-- Recorded data follows --

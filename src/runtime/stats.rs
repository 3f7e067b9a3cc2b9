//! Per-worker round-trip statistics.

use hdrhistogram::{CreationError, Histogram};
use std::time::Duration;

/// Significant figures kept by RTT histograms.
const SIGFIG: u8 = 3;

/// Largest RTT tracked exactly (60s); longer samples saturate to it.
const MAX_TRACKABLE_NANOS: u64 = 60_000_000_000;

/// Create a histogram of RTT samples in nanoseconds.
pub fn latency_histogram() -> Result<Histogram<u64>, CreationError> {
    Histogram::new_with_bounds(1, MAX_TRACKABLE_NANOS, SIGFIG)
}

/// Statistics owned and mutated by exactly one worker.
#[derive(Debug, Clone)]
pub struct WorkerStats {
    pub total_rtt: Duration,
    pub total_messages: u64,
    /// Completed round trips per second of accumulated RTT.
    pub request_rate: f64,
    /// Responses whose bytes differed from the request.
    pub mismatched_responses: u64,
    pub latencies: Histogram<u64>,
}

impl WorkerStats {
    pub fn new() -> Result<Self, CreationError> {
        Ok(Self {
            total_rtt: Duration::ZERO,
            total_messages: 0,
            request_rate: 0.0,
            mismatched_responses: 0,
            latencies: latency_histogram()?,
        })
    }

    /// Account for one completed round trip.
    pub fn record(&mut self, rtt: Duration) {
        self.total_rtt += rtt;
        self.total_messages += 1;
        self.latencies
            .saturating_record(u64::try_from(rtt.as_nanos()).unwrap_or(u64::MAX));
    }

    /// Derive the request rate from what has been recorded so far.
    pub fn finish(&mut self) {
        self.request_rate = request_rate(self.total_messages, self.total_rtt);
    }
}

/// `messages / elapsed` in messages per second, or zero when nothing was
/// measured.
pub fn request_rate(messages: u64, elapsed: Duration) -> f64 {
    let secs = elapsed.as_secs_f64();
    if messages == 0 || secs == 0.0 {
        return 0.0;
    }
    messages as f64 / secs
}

-- Recorded data concluded --

▶ _Work required_
Your task is to write out every record exactly.

▶ _Your solution_
filename src/runtime/stats.rs
repository 3f7e067b9a3cc2b9
//! Per-worker round-trip statistics.

use hdrhistogram::{CreationError, Histogram};
use std::time::Duration;

/// Significant figures kept by RTT histograms.
const SIGFIG: u8 = 3;

/// Largest RTT tracked exactly (60s); longer samples saturate to it.
const MAX_TRACKABLE_NANOS: u64 = 60_000_000_000;

/// Create a histogram of RTT samples in nanoseconds.
pub fn latency_histogram() -> Result<Histogram<u64>, CreationError> {
    Histogram::new_with_bounds(1, MAX_TRACKABLE_NANOS, SIGFIG)
}

/// Statistics owned and mutated by exactly one worker.
#[derive(Debug, Clone)]
pub struct WorkerStats {
    pub total_rtt: Duration,
    pub total_messages: u64,
    /// Completed round trips per second of accumulated RTT.
    pub request_rate: f64,
    /// Responses whose bytes differed from the request.
    pub mismatched_responses: u64,
    pub latencies: Histogram<u64>,
}

impl WorkerStats {
    pub fn new() -> Result<Self, CreationError> {
        Ok(Self {
            total_rtt: Duration::ZERO,
            total_messages: 0,
            request_rate: 0.0,
            mismatched_responses: 0,
            latencies: latency_histogram()?,
        })
    }

    /// Account for one completed round trip.
    pub fn record(&mut self, rtt: Duration) {
        self.total_rtt += rtt;
        self.total_messages += 1;
        self.latencies
            .saturating_record(u64::try_from(rtt.as_nanos()).unwrap_or(u64::MAX));
    }

    /// Derive the request rate from what has been recorded so far.
    pub fn finish(&mut self) {
        self.request_rate = request_rate(self.total_messages, self.total_rtt);
    }
}

/// `messages / elapsed` in messages per second, or zero when nothing was
/// measured.
pub fn request_rate(messages: u64, elapsed: Duration) -> f64 {
    let secs = elapsed.as_secs_f64();
    if messages == 0 || secs == 0.0 {
        return 0.0;
    }
    messages as f64 / secs
}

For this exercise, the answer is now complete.